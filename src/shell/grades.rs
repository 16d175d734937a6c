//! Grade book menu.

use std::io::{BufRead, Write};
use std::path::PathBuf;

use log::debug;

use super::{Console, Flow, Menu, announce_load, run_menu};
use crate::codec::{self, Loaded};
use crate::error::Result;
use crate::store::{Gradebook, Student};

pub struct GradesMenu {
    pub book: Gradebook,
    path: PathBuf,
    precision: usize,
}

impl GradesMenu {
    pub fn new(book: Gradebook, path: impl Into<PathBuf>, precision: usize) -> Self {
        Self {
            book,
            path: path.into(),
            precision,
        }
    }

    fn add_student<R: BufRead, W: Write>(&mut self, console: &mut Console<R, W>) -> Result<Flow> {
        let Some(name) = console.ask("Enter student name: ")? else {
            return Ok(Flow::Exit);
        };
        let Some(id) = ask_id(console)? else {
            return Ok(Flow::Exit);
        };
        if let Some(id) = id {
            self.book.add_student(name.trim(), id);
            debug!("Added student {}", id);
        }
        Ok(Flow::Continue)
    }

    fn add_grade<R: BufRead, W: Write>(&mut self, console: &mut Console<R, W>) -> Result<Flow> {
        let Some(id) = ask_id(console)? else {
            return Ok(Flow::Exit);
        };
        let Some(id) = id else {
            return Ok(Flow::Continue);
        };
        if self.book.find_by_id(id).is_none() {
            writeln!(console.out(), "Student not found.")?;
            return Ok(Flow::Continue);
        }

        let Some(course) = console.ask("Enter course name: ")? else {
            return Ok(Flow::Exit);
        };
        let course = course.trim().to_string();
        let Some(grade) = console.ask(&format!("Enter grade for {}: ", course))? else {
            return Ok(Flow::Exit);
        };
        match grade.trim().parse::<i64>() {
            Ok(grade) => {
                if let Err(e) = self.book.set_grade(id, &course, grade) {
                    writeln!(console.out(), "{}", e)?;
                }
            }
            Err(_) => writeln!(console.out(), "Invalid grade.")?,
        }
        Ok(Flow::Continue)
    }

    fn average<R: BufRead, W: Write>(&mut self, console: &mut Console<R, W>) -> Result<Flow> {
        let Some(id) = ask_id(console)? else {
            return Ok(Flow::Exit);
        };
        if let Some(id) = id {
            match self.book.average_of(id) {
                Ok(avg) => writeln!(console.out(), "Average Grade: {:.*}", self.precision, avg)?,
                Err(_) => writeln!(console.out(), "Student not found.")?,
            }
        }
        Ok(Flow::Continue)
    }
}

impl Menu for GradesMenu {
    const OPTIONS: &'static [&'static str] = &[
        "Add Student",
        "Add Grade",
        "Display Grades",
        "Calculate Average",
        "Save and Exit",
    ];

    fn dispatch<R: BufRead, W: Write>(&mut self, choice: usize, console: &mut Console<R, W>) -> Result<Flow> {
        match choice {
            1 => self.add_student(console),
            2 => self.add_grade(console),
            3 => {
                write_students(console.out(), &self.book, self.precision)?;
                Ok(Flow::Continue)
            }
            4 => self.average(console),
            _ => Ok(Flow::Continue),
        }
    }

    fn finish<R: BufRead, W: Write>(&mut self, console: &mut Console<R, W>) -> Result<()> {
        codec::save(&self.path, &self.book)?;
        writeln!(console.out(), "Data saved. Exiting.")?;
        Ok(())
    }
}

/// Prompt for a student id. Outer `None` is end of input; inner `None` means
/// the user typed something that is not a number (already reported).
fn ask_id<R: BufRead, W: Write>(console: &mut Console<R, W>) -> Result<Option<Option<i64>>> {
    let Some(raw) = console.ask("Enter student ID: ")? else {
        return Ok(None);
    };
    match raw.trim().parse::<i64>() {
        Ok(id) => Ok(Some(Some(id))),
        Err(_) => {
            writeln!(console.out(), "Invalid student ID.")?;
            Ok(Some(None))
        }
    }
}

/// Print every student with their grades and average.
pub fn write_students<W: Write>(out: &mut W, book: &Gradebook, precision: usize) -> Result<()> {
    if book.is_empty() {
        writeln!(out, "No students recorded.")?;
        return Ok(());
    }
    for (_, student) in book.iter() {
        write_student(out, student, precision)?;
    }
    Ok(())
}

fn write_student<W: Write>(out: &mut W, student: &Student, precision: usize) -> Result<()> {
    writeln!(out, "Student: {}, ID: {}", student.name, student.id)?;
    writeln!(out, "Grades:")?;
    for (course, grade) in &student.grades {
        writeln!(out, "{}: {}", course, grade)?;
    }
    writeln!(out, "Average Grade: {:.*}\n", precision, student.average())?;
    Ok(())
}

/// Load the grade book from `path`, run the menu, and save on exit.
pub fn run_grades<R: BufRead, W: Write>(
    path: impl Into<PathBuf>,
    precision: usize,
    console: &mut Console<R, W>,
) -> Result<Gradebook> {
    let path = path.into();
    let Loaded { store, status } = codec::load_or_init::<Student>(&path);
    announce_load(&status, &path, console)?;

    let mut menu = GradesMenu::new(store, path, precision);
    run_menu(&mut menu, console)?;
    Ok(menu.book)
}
---
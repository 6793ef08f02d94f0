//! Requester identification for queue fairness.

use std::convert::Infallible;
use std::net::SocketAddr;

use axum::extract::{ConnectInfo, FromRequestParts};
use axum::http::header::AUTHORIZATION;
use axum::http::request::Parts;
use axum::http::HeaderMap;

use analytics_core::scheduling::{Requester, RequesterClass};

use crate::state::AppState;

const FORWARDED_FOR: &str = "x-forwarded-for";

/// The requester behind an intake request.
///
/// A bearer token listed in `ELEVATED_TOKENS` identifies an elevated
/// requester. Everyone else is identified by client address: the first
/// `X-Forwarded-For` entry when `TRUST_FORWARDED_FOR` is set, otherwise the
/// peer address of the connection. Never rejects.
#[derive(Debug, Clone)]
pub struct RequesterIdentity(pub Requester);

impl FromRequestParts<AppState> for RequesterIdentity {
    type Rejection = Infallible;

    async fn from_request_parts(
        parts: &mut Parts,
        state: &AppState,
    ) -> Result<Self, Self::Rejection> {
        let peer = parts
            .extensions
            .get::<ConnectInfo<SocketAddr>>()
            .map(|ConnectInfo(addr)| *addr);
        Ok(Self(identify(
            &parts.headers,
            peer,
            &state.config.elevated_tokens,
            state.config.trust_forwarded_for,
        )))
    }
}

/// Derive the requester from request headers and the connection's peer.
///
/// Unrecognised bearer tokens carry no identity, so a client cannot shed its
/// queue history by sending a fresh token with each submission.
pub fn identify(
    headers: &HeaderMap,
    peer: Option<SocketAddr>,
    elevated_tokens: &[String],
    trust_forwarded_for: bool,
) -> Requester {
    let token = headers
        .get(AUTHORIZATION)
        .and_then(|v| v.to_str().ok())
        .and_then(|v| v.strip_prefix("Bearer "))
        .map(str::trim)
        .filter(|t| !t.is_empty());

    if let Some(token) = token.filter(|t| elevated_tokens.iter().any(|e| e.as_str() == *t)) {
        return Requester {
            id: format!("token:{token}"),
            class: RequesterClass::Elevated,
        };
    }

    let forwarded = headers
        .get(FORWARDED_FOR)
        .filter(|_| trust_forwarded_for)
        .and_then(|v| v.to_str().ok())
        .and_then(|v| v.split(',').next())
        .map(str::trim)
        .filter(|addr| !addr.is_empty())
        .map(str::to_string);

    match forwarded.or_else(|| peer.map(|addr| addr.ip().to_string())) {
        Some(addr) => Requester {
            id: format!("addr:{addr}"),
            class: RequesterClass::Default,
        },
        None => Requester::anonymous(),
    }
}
* * *
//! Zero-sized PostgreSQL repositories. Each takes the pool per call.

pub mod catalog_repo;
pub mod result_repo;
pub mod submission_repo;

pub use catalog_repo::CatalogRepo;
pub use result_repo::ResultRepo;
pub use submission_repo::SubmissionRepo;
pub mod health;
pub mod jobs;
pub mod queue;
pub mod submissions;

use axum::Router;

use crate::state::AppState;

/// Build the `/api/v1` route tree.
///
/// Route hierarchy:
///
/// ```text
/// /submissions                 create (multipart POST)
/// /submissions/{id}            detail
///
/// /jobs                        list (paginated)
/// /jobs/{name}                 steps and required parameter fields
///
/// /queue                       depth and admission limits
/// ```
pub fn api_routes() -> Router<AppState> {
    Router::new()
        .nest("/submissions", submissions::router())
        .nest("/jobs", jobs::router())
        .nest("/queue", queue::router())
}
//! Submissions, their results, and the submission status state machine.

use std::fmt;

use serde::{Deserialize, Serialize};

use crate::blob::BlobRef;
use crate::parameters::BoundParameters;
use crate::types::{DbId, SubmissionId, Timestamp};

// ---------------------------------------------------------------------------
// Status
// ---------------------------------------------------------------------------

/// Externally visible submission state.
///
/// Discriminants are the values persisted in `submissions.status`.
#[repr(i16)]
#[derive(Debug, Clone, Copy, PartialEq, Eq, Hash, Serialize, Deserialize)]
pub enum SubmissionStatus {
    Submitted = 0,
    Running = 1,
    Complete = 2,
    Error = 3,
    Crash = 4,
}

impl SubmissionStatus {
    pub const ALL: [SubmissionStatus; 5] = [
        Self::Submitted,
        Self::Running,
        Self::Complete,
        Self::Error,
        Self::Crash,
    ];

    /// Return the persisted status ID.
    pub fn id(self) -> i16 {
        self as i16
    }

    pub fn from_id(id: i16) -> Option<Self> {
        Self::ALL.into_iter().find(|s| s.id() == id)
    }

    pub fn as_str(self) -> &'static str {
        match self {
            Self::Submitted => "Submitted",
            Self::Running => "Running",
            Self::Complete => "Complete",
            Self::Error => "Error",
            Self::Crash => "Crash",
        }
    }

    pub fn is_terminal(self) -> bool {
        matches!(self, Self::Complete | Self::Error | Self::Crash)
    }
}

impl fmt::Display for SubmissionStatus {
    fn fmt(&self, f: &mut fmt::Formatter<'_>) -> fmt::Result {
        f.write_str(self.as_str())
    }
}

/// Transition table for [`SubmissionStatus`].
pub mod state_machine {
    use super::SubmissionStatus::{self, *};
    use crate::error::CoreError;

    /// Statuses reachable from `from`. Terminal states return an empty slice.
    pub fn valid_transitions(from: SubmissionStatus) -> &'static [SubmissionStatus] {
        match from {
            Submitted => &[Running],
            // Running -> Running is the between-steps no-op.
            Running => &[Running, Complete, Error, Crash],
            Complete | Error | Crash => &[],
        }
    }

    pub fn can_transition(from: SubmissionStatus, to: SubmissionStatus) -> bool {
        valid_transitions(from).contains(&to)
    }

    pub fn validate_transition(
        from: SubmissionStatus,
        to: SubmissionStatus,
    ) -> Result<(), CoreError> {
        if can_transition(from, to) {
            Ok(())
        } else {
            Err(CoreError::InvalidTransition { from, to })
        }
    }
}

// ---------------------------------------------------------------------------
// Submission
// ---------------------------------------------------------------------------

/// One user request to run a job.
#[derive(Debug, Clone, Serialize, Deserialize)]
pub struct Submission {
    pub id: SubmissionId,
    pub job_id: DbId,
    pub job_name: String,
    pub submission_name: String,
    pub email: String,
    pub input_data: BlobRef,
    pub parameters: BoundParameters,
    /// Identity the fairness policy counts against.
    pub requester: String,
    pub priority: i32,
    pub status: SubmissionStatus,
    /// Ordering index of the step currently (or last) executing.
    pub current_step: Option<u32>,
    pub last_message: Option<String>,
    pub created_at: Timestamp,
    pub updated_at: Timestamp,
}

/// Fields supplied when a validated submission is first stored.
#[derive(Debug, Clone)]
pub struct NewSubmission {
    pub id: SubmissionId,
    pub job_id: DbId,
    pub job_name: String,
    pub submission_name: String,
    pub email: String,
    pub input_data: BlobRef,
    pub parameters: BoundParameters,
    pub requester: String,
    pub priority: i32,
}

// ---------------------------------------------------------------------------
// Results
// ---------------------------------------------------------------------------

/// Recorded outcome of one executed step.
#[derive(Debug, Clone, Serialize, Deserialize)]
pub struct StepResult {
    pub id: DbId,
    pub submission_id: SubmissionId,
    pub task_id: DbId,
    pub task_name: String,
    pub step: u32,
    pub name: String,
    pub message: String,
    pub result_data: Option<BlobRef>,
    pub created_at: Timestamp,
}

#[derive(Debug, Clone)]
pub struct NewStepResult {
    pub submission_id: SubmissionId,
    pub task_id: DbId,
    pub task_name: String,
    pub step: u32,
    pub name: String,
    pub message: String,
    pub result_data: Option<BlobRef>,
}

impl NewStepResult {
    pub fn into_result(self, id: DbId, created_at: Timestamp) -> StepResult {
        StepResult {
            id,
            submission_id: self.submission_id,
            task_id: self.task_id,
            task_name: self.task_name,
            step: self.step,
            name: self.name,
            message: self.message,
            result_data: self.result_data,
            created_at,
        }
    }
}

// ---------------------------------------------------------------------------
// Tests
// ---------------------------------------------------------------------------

● **How to complete this task**: Scan the lines above for "filename src/shell/grades.rs" and for "fn add_grade<R: BufRead, W: Write>(&mut". Repeat exactly the line holding each of them and every line in between.

● **Exercise output**:
filename src/shell/grades.rs
repository 16d175d734937a6c
//! Grade book menu.

use std::io::{BufRead, Write};
use std::path::PathBuf;

use log::debug;

use super::{Console, Flow, Menu, announce_load, run_menu};
use crate::codec::{self, Loaded};
use crate::error::Result;
use crate::store::{Gradebook, Student};

pub struct GradesMenu {
    pub book: Gradebook,
    path: PathBuf,
    precision: usize,
}

impl GradesMenu {
    pub fn new(book: Gradebook, path: impl Into<PathBuf>, precision: usize) -> Self {
        Self {
            book,
            path: path.into(),
            precision,
        }
    }

    fn add_student<R: BufRead, W: Write>(&mut self, console: &mut Console<R, W>) -> Result<Flow> {
        let Some(name) = console.ask("Enter student name: ")? else {
            return Ok(Flow::Exit);
        };
        let Some(id) = ask_id(console)? else {
            return Ok(Flow::Exit);
        };
        if let Some(id) = id {
            self.book.add_student(name.trim(), id);
            debug!("Added student {}", id);
        }
        Ok(Flow::Continue)
    }

    fn add_grade<R: BufRead, W: Write>(&mut self, console: &mut Console<R, W>) -> Result<Flow> {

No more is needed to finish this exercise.